◆ **Exercise details**
Take the lines below beginning at the line that has "filename src/filtering/sort.rs" and stopping after the line that has "use crate::records::Record;", and print them exactly as they are, with no other lines.

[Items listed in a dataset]
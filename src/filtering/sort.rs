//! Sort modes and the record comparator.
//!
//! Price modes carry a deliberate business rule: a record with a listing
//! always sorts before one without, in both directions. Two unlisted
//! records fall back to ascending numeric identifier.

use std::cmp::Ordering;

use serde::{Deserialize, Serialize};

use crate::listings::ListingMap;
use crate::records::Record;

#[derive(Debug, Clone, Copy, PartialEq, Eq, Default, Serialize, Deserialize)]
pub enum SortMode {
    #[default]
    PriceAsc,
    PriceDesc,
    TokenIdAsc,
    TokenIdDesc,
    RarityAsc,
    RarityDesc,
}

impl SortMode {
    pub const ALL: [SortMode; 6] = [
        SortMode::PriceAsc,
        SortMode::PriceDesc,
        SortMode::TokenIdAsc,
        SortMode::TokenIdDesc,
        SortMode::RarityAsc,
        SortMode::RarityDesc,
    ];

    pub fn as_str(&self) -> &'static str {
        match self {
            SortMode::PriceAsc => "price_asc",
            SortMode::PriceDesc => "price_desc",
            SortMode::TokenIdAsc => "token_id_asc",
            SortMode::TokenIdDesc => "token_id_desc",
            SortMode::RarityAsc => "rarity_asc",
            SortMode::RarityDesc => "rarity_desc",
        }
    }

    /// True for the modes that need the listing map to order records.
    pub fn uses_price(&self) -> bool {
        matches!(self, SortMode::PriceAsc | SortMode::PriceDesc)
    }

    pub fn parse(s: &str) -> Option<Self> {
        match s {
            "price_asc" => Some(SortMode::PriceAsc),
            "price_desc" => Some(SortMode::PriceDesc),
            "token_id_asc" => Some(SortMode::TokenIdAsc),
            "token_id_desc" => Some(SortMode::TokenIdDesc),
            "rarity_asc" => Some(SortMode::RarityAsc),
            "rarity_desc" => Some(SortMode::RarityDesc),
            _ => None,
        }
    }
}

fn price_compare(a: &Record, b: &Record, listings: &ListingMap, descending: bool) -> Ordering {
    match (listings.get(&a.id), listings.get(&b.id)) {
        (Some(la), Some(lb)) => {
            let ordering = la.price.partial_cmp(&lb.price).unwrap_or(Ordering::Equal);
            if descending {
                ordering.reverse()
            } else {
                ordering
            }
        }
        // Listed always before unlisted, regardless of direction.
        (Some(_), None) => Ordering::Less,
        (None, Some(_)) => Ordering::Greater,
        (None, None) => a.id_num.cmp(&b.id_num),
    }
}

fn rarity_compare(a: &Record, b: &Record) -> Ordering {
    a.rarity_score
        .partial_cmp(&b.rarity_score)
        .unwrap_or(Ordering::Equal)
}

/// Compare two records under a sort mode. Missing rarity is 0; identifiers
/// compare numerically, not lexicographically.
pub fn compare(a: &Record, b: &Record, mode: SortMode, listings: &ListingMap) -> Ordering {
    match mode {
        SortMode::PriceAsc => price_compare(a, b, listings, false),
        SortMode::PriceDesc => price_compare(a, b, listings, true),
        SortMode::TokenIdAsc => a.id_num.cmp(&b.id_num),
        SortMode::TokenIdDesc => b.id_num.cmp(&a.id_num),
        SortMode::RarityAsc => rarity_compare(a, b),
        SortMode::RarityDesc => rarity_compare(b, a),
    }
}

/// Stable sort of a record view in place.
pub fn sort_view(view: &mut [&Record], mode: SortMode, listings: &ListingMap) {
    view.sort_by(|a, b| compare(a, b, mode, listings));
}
==
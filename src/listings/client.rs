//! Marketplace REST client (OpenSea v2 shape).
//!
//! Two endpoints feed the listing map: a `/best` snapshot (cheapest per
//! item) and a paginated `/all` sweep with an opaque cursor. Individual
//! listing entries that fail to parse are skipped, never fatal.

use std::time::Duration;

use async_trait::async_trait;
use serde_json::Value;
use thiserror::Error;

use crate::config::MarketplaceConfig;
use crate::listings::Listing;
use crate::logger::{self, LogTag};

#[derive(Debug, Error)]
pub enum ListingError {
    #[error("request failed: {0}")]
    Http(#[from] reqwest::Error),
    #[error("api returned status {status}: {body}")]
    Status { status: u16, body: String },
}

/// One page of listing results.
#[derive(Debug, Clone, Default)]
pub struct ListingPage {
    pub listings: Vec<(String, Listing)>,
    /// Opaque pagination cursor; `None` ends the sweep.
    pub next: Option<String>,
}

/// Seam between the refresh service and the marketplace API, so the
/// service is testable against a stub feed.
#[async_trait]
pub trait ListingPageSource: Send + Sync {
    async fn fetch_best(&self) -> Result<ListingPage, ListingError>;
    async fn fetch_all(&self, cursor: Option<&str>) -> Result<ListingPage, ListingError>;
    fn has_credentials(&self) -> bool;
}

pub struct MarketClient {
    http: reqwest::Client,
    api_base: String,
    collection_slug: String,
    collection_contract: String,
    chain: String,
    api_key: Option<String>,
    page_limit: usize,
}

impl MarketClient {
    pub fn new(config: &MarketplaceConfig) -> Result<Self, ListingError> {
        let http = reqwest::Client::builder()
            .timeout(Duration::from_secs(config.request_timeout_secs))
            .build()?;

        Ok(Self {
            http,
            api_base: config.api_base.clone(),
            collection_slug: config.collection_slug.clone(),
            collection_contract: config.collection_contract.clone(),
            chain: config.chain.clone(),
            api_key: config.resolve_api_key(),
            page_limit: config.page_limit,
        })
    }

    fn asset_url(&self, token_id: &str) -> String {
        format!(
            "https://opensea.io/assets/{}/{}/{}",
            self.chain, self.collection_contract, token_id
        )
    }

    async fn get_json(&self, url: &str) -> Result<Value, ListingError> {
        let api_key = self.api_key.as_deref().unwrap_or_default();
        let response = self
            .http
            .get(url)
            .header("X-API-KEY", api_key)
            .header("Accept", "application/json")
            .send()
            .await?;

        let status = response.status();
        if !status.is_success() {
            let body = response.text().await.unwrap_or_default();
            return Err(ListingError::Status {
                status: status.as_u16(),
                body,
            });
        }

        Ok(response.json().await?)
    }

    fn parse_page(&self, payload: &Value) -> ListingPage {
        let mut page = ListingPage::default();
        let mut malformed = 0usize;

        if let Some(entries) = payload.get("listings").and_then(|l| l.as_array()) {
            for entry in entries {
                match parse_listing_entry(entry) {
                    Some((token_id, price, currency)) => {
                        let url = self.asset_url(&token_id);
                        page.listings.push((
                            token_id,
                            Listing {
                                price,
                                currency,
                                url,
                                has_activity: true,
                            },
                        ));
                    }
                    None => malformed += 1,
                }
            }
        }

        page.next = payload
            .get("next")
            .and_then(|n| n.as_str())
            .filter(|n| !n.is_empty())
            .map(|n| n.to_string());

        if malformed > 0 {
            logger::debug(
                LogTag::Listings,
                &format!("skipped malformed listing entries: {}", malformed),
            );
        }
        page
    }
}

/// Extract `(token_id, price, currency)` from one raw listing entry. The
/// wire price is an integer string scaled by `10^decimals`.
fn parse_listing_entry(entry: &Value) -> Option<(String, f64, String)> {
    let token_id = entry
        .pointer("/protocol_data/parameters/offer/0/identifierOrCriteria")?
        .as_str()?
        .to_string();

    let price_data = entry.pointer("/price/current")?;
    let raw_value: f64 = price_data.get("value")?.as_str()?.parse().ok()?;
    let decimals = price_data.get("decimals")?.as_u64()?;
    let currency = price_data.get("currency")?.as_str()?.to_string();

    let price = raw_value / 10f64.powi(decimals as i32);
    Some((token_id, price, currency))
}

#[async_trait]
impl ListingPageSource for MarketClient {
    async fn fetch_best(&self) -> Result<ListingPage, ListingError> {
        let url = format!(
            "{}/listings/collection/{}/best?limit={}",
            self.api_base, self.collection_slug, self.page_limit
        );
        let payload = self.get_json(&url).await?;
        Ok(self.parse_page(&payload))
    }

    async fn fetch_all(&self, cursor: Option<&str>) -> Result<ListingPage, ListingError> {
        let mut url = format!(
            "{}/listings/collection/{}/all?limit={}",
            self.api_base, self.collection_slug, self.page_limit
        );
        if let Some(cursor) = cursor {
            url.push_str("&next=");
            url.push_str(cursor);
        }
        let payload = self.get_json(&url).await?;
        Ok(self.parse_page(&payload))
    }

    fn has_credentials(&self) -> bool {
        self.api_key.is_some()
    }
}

◆ **Solution for this task**
filename src/filtering/sort.rs
//! Sort modes and the record comparator.
//!
//! Price modes carry a deliberate business rule: a record with a listing
//! always sorts before one without, in both directions. Two unlisted
//! records fall back to ascending numeric identifier.

use std::cmp::Ordering;

use serde::{Deserialize, Serialize};

use crate::listings::ListingMap;
use crate::records::Record;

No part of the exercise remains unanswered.